Gerald Hausman on Nathanael West
By Gerald Hausman
Bokeelia, FL, USA
What kind of man was he? He seemed untouchable, unreachable, unteachable. He seemed a wraith, a ghost hovering over Hollywood. He seemed not my kind of writer and I knew very few readers who had read him. But, for some reason, he always fascinated me. I read around in his books – to read around means just that. You don't read all the way through, you just go in an out of the writing.
I read enough of Nathanael West to get the idea that he was an extremely idiosyncratic writer who followed his own path to such an extent that, well, I found out I wasn't alone. Lots of people read around in his books. Few read them deeply.
What was there about West that was so off-putting?
If you read Marion Meade's terrific biography of Nathanael West and Eileen McKenney and their topsy-turvy world of fame, fortune and 1930s Great Depression, you will understand, as I have, what made West tick and what made the time of his life so bizarre.
This biography is called Lonelyhearts: The Screwball World of Nathanael West and Eileen McKenney.
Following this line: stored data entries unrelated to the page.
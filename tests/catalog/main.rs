// Test module entry point for catalog tests
// One test target; each component has its own module

mod common;

mod duplicate_tests;
mod hashing_tests;
mod scan_tests;
mod store_tests;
Nothing could be more upsy-daisy than West's love affair with writing. It was love and hate at first sight. As was almost everything he touched. He disliked school, he faked (with his parents' help) his academic career. He didn't like the prejudice he felt in being a Jew, so he faked his name. He faked just about everything except his talent and acceptance of hotel management. Sound odd enough for you?
Interestingly, West was a great hotelier. He turned his hotels into literary salons. They made money, and he was very successful at luring such writers as Dashiell Hammett and Lillian Hellman. West, in his Brooks Brothers suit, was ever the gentleman catering to some of the greatest writers of his, and their, time. Meanwhile, whenever he could catch a free moment he clattered away on his own typewriter.
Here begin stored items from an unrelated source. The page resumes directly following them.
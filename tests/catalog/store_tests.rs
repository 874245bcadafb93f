// Tests for the catalog store

use tempfile::tempdir;
use volcat::catalog::{Catalog, Entry, EntryKind};

use crate::common::{catalog, dir, file, key};

#[test]
fn test_schema_is_created() {
    let catalog = catalog();
    let tables = catalog.table_names().unwrap();
    for table in ["dirs", "files", "hashes", "master_dirs"] {
        assert!(tables.iter().any(|t| t == table), "missing table {table}");
    }
}

#[test]
fn test_open_on_disk_persists() {
    let dir = tempdir().unwrap();
    let path = dir.path().join("nested/catalog.db");
    {
        let mut catalog = Catalog::open(&path).unwrap();
        assert_eq!(catalog.location(), Some(path.as_path()));
        catalog.reconcile(&[file("a.txt", 3, 1)]).unwrap();
    }

    let reopened = Catalog::open(&path).unwrap();
    let a = reopened.get_file(&key("a.txt")).unwrap().unwrap();
    assert_eq!(a.meta.size, 3);
}

#[test]
fn test_get_by_kind_uses_the_right_table() {
    let mut catalog = catalog();
    catalog.upsert_entry(&Entry::from(file("same", 1, 1))).unwrap();
    catalog.upsert_entry(&Entry::from(dir("same"))).unwrap();

    assert!(matches!(
        catalog.get(EntryKind::File, &key("same")).unwrap(),
        Some(Entry::File(_))
    ));
    assert!(matches!(
        catalog.get(EntryKind::Directory, &key("same")).unwrap(),
        Some(Entry::Directory(_))
    ));

    assert!(catalog.delete_entry(EntryKind::File, &key("same")).unwrap());
    assert!(catalog.get(EntryKind::File, &key("same")).unwrap().is_none());
    assert!(catalog.get(EntryKind::Directory, &key("same")).unwrap().is_some());
}

#[test]
fn test_timestamps_round_trip_at_second_resolution() {
    let mut catalog = catalog();
    catalog.reconcile(&[file("a.txt", 1, 1_700_000_123)]).unwrap();
    let a = catalog.get_file(&key("a.txt")).unwrap().unwrap();
    assert_eq!(a.meta.mtime.timestamp(), 1_700_000_123);
    assert_eq!(a.meta.ctime, a.meta.mtime);
}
The Sutton Club Hotel, which opened in 1930, was West's grandest achievement in some respects. He managed to get Hammett free residency while he wrote The Thin Man. At the same time, West liked to casually vilify the hotel that was making him credible. He was always a quixotic and contradictory character, often acting against his own best interests. But this was perhaps what people liked about him.
His other notable career came a bit later: the writing of screenplays. Again, he was successful in terms of pay-scale but most of his screenplays are still unproduced. Unknown perhaps but well paid, West went on writing and in the course of his life wrote Miss Lonelyhearts and The Day of the Locust. The latter is considered the best book ever written about Hollywood in the 1930s. The story of West's wife is a whole other story. Eileen McKenney was the real woman behind the smash hit novel, play and TV series, My Sister Eileen. Eileen didn't write it, though, neither did Nathanael West. It was the brainchild of Eileen's sister, Ruth. What a tangled web these geniuses wove.
For me, West is just as unimaginable as ever. But Marion Meade's biography is art and it inspired me to re-read Nathanael West and try to understand what made him so intriguing. Sometimes it seems his life was his only real work, and he knew it. Dorothy Parker once said, "Wildly funny, desperately sad, brutal and kind, furious and patient, there was no other like Nathanael West."